§ **TASK REQUIREMENTS**: The answer should be an exact copy of the lines from the line with "pub fn new()" through the last line of the entries, and no other lines.

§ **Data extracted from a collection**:
----------

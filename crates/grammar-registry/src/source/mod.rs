//! Artifact sources turn a grammar name into a compiled tree-sitter language.
//!
//! The registry never builds grammars itself. It asks an [`ArtifactSource`],
//! which may look the name up among the statically linked grammars
//! ([`BuiltinSource`]), open a shared library from a search path
//! ([`LibrarySource`]), or try several of those in order ([`ChainedSource`]).
//! Any `Fn(&str) -> Result<Artifact, ArtifactError>` is a source too.

use std::{fmt, path::PathBuf, sync::Arc};

use libloading::Library;
use tree_sitter_language::LanguageFn;

mod builtin;
mod chain;
mod library;

pub use builtin::BuiltinSource;
pub use chain::ChainedSource;
pub use library::{LibrarySource, entry_symbol_name, library_file_name};

#[derive(Debug, thiserror::Error)]
pub enum ArtifactError {
    #[error("no grammar named `{0}`")]
    NotFound(String),

    /// The grammar entry point returned a null language pointer.
    #[error("grammar `{0}` produced a null language")]
    NullLanguage(String),

    #[error("failed to open grammar library {}", path.display())]
    Library {
        path: PathBuf,
        #[source]
        source: libloading::Error,
    },

    #[error("grammar library {} does not export `{symbol}`", path.display())]
    MissingSymbol {
        symbol: String,
        path: PathBuf,
        #[source]
        source: libloading::Error,
    },
}

/// A compiled grammar together with whatever keeps it alive.
///
/// Languages loaded from a shared library point into that library's data, so
/// the artifact holds on to the library for as long as the language is used.
pub struct Artifact {
    language: tree_sitter::Language,
    library: Option<Arc<Library>>,
}

impl Artifact {
    pub fn new(language: tree_sitter::Language) -> Self {
        Self {
            language,
            library: None,
        }
    }

    pub(crate) fn from_library(language: tree_sitter::Language, library: Arc<Library>) -> Self {
        Self {
            language,
            library: Some(library),
        }
    }

    pub(crate) const fn language(&self) -> &tree_sitter::Language {
        &self.language
    }
}

impl From<tree_sitter::Language> for Artifact {
    fn from(language: tree_sitter::Language) -> Self {
        Self::new(language)
    }
}

impl fmt::Debug for Artifact {
    fn fmt(&self, f: &mut fmt::Formatter<'_>) -> fmt::Result {
        f.debug_struct("Artifact")
            .field("node_kinds", &self.language.node_kind_count())
            .field("from_library", &self.library.is_some())
            .finish()
    }
}

/// Produces grammar artifacts by name.
pub trait ArtifactSource: Send + Sync {
    fn load_artifact(&self, name: &str) -> Result<Artifact, ArtifactError>;
}

impl<F> ArtifactSource for F
where
    F: Fn(&str) -> Result<Artifact, ArtifactError> + Send + Sync,
{
    fn load_artifact(&self, name: &str) -> Result<Artifact, ArtifactError> {
        self(name)
    }
}

/// Builds a language from a grammar entry point, rejecting null results.
///
/// The entry point is called once up front so a null pointer is reported as
/// [`ArtifactError::NullLanguage`] instead of reaching the tree-sitter runtime.
pub fn language_from_fn(
    name: &str,
    language_fn: LanguageFn,
) -> Result<tree_sitter::Language, ArtifactError> {
    let entry = language_fn.into_raw();
    // SAFETY: grammar entry points take no arguments and return a pointer to
    // static data or null.
    let raw = unsafe { entry() };
    if raw.is_null() {
        return Err(ArtifactError::NullLanguage(name.to_owned()));
    }
    Ok(tree_sitter::Language::new(language_fn))
}

#[cfg(test)]
pub(crate) mod tests {
    use super::*;
    use crate::Language;

    pub(crate) unsafe extern "C" fn null_language() -> *const () {
        std::ptr::null()
    }

    #[test]
    fn null_entry_point_is_rejected() {
        // SAFETY: `null_language` has the grammar entry point signature.
        let language_fn = unsafe { LanguageFn::from_raw(null_language) };
        let err = language_from_fn("virgil", language_fn).unwrap_err();
        assert!(matches!(err, ArtifactError::NullLanguage(name) if name == "virgil"));
    }

    #[test]
    fn builtin_entry_point_is_accepted() {
        let language = language_from_fn("rust", Language::Rust.language_fn()).unwrap();
        assert!(language.node_kind_count() > 0);
    }

    #[test]
    fn closures_are_sources() {
        let source = |name: &str| -> Result<Artifact, ArtifactError> {
            match name {
                "example-language" => language_from_fn(name, Language::Toml.language_fn())
                    .map(Artifact::from),
                _ => Err(ArtifactError::NotFound(name.to_owned())),
            }
        };
        assert!(source.load_artifact("example-language").is_ok());
        assert!(matches!(
            source.load_artifact("missing"),
            Err(ArtifactError::NotFound(_))
        ));
    }
}
use std::{fmt, ops::RangeInclusive, time::SystemTime};

use crate::{registry::RegistryError, source::Artifact};

/// Structural defects of a loaded grammar.
#[derive(Debug, Clone, PartialEq, Eq, thiserror::Error)]
pub enum Malformation {
    #[error(
        "ABI version {version} is outside the supported range {}..={}",
        .supported.start(),
        .supported.end()
    )]
    IncompatibleVersion {
        version: usize,
        supported: RangeInclusive<usize>,
    },
    #[error("the grammar defines no node kinds")]
    NoNodeKinds,
}

impl Malformation {
    /// ABI versions the linked tree-sitter runtime can parse with.
    pub const SUPPORTED_VERSIONS: RangeInclusive<usize> =
        tree_sitter::MIN_COMPATIBLE_LANGUAGE_VERSION..=tree_sitter::LANGUAGE_VERSION;

    /// Checks the shape of a grammar given its ABI version and node kind count.
    pub fn detect(version: usize, node_kind_count: usize) -> Option<Self> {
        if !Self::SUPPORTED_VERSIONS.contains(&version) {
            return Some(Self::IncompatibleVersion {
                version,
                supported: Self::SUPPORTED_VERSIONS,
            });
        }
        if node_kind_count == 0 {
            return Some(Self::NoNodeKinds);
        }
        None
    }
}

/// A loaded grammar, handed out by the registry as `Arc<GrammarHandle>`.
///
/// The handle is immutable. The compiled language inside it is never exposed;
/// callers build parsers from it with [`GrammarHandle::new_parser`].
pub struct GrammarHandle {
    name: String,
    loaded_at: SystemTime,
    artifact: Artifact,
}

impl GrammarHandle {
    pub(crate) fn new(name: impl Into<String>, artifact: Artifact) -> Self {
        Self {
            name: name.into(),
            loaded_at: SystemTime::now(),
            artifact,
        }
    }

    pub fn name(&self) -> &str {
        &self.name
    }

    /// The ABI version the grammar was generated with.
    pub fn version(&self) -> usize {
        self.artifact.language().abi_version()
    }

    pub const fn loaded_at(&self) -> SystemTime {
        self.loaded_at
    }

    pub fn node_kind_count(&self) -> usize {
        self.artifact.language().node_kind_count()
    }

    /// Numeric id of a node kind, if the grammar defines it.
    pub fn node_kind_id(&self, kind: &str, named: bool) -> Option<u16> {
        match self.artifact.language().id_for_node_kind(kind, named) {
            0 => None,
            id => Some(id),
        }
    }

    pub fn check(&self) -> Result<(), Malformation> {
        match Malformation::detect(self.version(), self.node_kind_count()) {
            Some(malformation) => Err(malformation),
            None => Ok(()),
        }
    }

    pub fn is_well_formed(&self) -> bool {
        self.check().is_ok()
    }

    /// Whether both handles wrap the same compiled grammar.
    pub fn same_artifact(&self, other: &Self) -> bool {
        self.artifact.language() == other.artifact.language()
    }

    pub fn new_parser(&self) -> Result<tree_sitter::Parser, RegistryError> {
        self.check()
            .map_err(|reason| RegistryError::invalid_handle(&self.name, reason))?;
        let mut parser = tree_sitter::Parser::new();
        parser
            .set_language(self.artifact.language())
            .map_err(|e| RegistryError::InvalidHandle(format!("grammar `{}`: {e}", self.name)))?;
        Ok(parser)
    }
}

impl fmt::Debug for GrammarHandle {
    fn fmt(&self, f: &mut fmt::Formatter<'_>) -> fmt::Result {
        f.debug_struct("GrammarHandle")
            .field("name", &self.name)
            .field("version", &self.version())
            .field("loaded_at", &self.loaded_at)
            .finish_non_exhaustive()
    }
}

#[cfg(test)]
mod tests {
    use super::*;
    use crate::{ArtifactSource, BuiltinSource, Language};

    fn builtin_handle(lang: Language) -> GrammarHandle {
        let artifact = BuiltinSource.load_artifact(lang.grammar_name()).unwrap();
        GrammarHandle::new(lang.grammar_name(), artifact)
    }

    #[test]
    fn detect_malformations() {
        let current = tree_sitter::LANGUAGE_VERSION;
        assert_eq!(Malformation::detect(current, 10), None);
        assert_eq!(Malformation::detect(current, 0), Some(Malformation::NoNodeKinds));
        assert!(matches!(
            Malformation::detect(current + 1, 10),
            Some(Malformation::IncompatibleVersion { version, .. }) if version == current + 1
        ));
        assert!(matches!(
            Malformation::detect(0, 10),
            Some(Malformation::IncompatibleVersion { .. })
        ));
    }

    #[test]
    fn builtin_handles_are_well_formed() {
        for lang in Language::ALL {
            let handle = builtin_handle(lang);
            assert_eq!(handle.name(), lang.grammar_name());
            assert!(handle.is_well_formed(), "Grammar {lang} is malformed");
            assert!(Malformation::SUPPORTED_VERSIONS.contains(&handle.version()));
        }
    }

    #[test]
    fn parse_with_handle() {
        const RUST_CODE: &str = r#"
            // Hello
            fn main() {
                println!("Hello, world!");
            }
        "#;
        let handle = builtin_handle(Language::Rust);
        let mut parser = handle.new_parser().unwrap();
        let tree = parser.parse(RUST_CODE, None).expect("Parser has a language");
        let root = tree.root_node();
        assert_eq!(root.kind(), "source_file");
        assert!(!root.has_error());
        assert!(handle.node_kind_id("function_item", true).is_some());
        assert!(handle.node_kind_id("no_such_node", true).is_none());
    }

    #[test]
    fn same_artifact_compares_grammars() {
        let rust = builtin_handle(Language::Rust);
        let rust_again = builtin_handle(Language::Rust);
        let toml = builtin_handle(Language::Toml);
        assert!(rust.same_artifact(&rust_again));
        assert!(!rust.same_artifact(&toml));
    }
}
use crate::data::{self, LanguageInfo};

use super::Language;
use std::collections::BTreeSet;
use tree_sitter_language::LanguageFn;

impl Language {
    pub const ALL: [Self; 7] = [
        Self::C,
        Self::CPlusPlus,
        Self::JavaScript,
        Self::Ruby,
        Self::Rust,
        Self::Toml,
        Self::Solidity,
    ];

    pub const fn info(&self) -> &'static LanguageInfo {
        match self {
            Self::C => &data::C,
            Self::CPlusPlus => &data::CPP,
            Self::JavaScript => &data::JAVASCRIPT,
            Self::Ruby => &data::RUBY,
            Self::Rust => &data::RUST,
            Self::Toml => &data::TOML,
            Self::Solidity => &data::SOLIDITY,
        }
    }

    pub const fn grammar_name<'a>(&self) -> &'a str {
        self.info().grammar_name
    }

    pub fn from_grammar_name(name: &str) -> Option<Self> {
        Self::ALL
            .into_iter()
            .find(|lang| lang.grammar_name() == name)
    }

    pub fn file_extensions<'a>(&self) -> BTreeSet<&'a str> {
        self.info().extensions.iter().copied().collect()
    }

    /// Looks up the grammar for a file extension, given without the leading dot.
    pub fn from_file_extension(extension: &str) -> Option<Self> {
        Self::ALL
            .into_iter()
            .find(|lang| lang.info().extensions.contains(&extension))
    }

    /// The raw entry point of the statically linked grammar.
    pub const fn language_fn(&self) -> LanguageFn {
        self.info().ts_language_fn
    }

    pub fn ts_language(&self) -> tree_sitter::Language {
        tree_sitter::Language::new(self.language_fn())
    }
}

#[cfg(test)]
mod tests {
    use super::*;

    #[test]
    fn grammar_names_round_trip() {
        for lang in Language::ALL {
            assert_eq!(Language::from_grammar_name(lang.grammar_name()), Some(lang));
            assert_eq!(lang.to_string(), lang.grammar_name());
        }
        assert_eq!(Language::from_grammar_name("virgil"), None);
    }

    #[test]
    fn extensions_are_unique() {
        let mut seen = BTreeSet::new();
        for lang in Language::ALL {
            for ext in lang.file_extensions() {
                assert!(seen.insert(ext), "Extension {ext} is claimed twice");
            }
        }
        assert_eq!(Language::from_file_extension("rs"), Some(Language::Rust));
        assert_eq!(Language::from_file_extension("hpp"), Some(Language::CPlusPlus));
        assert_eq!(Language::from_file_extension("v3"), None);
    }

    #[test]
    fn builtin_languages_define_node_kinds() {
        for lang in Language::ALL {
            let ts_lang = lang.ts_language();
            assert!(ts_lang.node_kind_count() > 0, "No node kinds in {lang}");
        }
    }
}
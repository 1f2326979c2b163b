use std::path::PathBuf;

use anyhow::ensure;
use grammar_registry::{BuiltinSource, ChainedSource, GrammarRegistry, Language, LibrarySource};
use tracing::info;

#[cfg(windows)]
const PATH_LIST_SEPARATOR: char = ';';
#[cfg(not(windows))]
const PATH_LIST_SEPARATOR: char = ':';

#[derive(Debug, clap::Parser)]
pub(super) struct Cli {
    /// Grammar names to load. Defaults to every built-in grammar.
    names: Vec<String>,

    /// Directory searched for grammar shared libraries, in order.
    #[clap(
        long = "grammar-dir",
        env = "GRAMMAR_PATH",
        value_delimiter = PATH_LIST_SEPARATOR
    )]
    grammar_dirs: Vec<PathBuf>,

    /// Only consider grammars compiled into this binary.
    #[clap(long, default_value_t = false)]
    builtin_only: bool,
}

impl Cli {
    pub(super) fn run(self) -> anyhow::Result<()> {
        let registry = GrammarRegistry::new(self.source());
        let names = self.grammar_names();

        let mut failures = 0_usize;
        for name in &names {
            match registry.load(name) {
                Ok(handle) => println!(
                    "ok {name} (abi {}, {} node kinds)",
                    handle.version(),
                    handle.node_kind_count()
                ),
                Err(error) => {
                    failures += 1;
                    println!("error {name}: {:#}", anyhow::Error::from(error));
                }
            }
        }

        info!(loaded = registry.len(), failed = failures, "Finished checking grammars");
        ensure!(
            failures == 0,
            "{failures} of {} grammars failed to load",
            names.len()
        );
        Ok(())
    }

    fn source(&self) -> ChainedSource {
        let chain = ChainedSource::new().with(BuiltinSource);
        if self.builtin_only || self.grammar_dirs.is_empty() {
            chain
        } else {
            chain.with(LibrarySource::new(self.grammar_dirs.iter().cloned()))
        }
    }

    fn grammar_names(&self) -> Vec<String> {
        if self.names.is_empty() {
            Language::ALL
                .iter()
                .map(|lang| lang.grammar_name().to_owned())
                .collect()
        } else {
            self.names.clone()
        }
    }
}
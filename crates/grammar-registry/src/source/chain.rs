use std::fmt;

use tracing::debug;

use super::{Artifact, ArtifactError, ArtifactSource};

/// Tries several sources in order.
///
/// A source reporting [`ArtifactError::NotFound`] passes the name on to the
/// next one. Any other error means the grammar exists but is broken, and ends
/// the search.
#[derive(Default)]
pub struct ChainedSource {
    sources: Vec<Box<dyn ArtifactSource>>,
}

impl ChainedSource {
    pub fn new() -> Self {
        Self::default()
    }

    #[must_use]
    pub fn with(mut self, source: impl ArtifactSource + 'static) -> Self {
        self.push(source);
        self
    }

    pub fn push(&mut self, source: impl ArtifactSource + 'static) {
        self.sources.push(Box::new(source));
    }

    pub fn len(&self) -> usize {
        self.sources.len()
    }

    pub fn is_empty(&self) -> bool {
        self.sources.is_empty()
    }
}

impl fmt::Debug for ChainedSource {
    fn fmt(&self, f: &mut fmt::Formatter<'_>) -> fmt::Result {
        f.debug_struct("ChainedSource")
            .field("sources", &self.sources.len())
            .finish()
    }
}

impl ArtifactSource for ChainedSource {
    fn load_artifact(&self, name: &str) -> Result<Artifact, ArtifactError> {
        for (idx, source) in self.sources.iter().enumerate() {
            match source.load_artifact(name) {
                Err(ArtifactError::NotFound(_)) => {
                    debug!(grammar = name, source = idx, "Grammar not in source, trying next");
                }
                result => return result,
            }
        }
        Err(ArtifactError::NotFound(name.to_owned()))
    }
}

----------

§ **RESPONSE BELOW**:
    pub fn new() -> Self {
        Self::default()
    }

    #[must_use]
    pub fn with(mut self, source: impl ArtifactSource + 'static) -> Self {
        self.push(source);
        self
    }

    pub fn push(&mut self, source: impl ArtifactSource + 'static) {
        self.sources.push(Box::new(source));
    }

    pub fn len(&self) -> usize {
        self.sources.len()
    }

    pub fn is_empty(&self) -> bool {
        self.sources.is_empty()
    }
}

impl fmt::Debug for ChainedSource {
    fn fmt(&self, f: &mut fmt::Formatter<'_>) -> fmt::Result {
        f.debug_struct("ChainedSource")
            .field("sources", &self.sources.len())
            .finish()
    }
}

impl ArtifactSource for ChainedSource {
    fn load_artifact(&self, name: &str) -> Result<Artifact, ArtifactError> {
        for (idx, source) in self.sources.iter().enumerate() {
            match source.load_artifact(name) {
                Err(ArtifactError::NotFound(_)) => {
                    debug!(grammar = name, source = idx, "Grammar not in source, trying next");
                }
                result => return result,
            }
        }
        Err(ArtifactError::NotFound(name.to_owned()))
    }
}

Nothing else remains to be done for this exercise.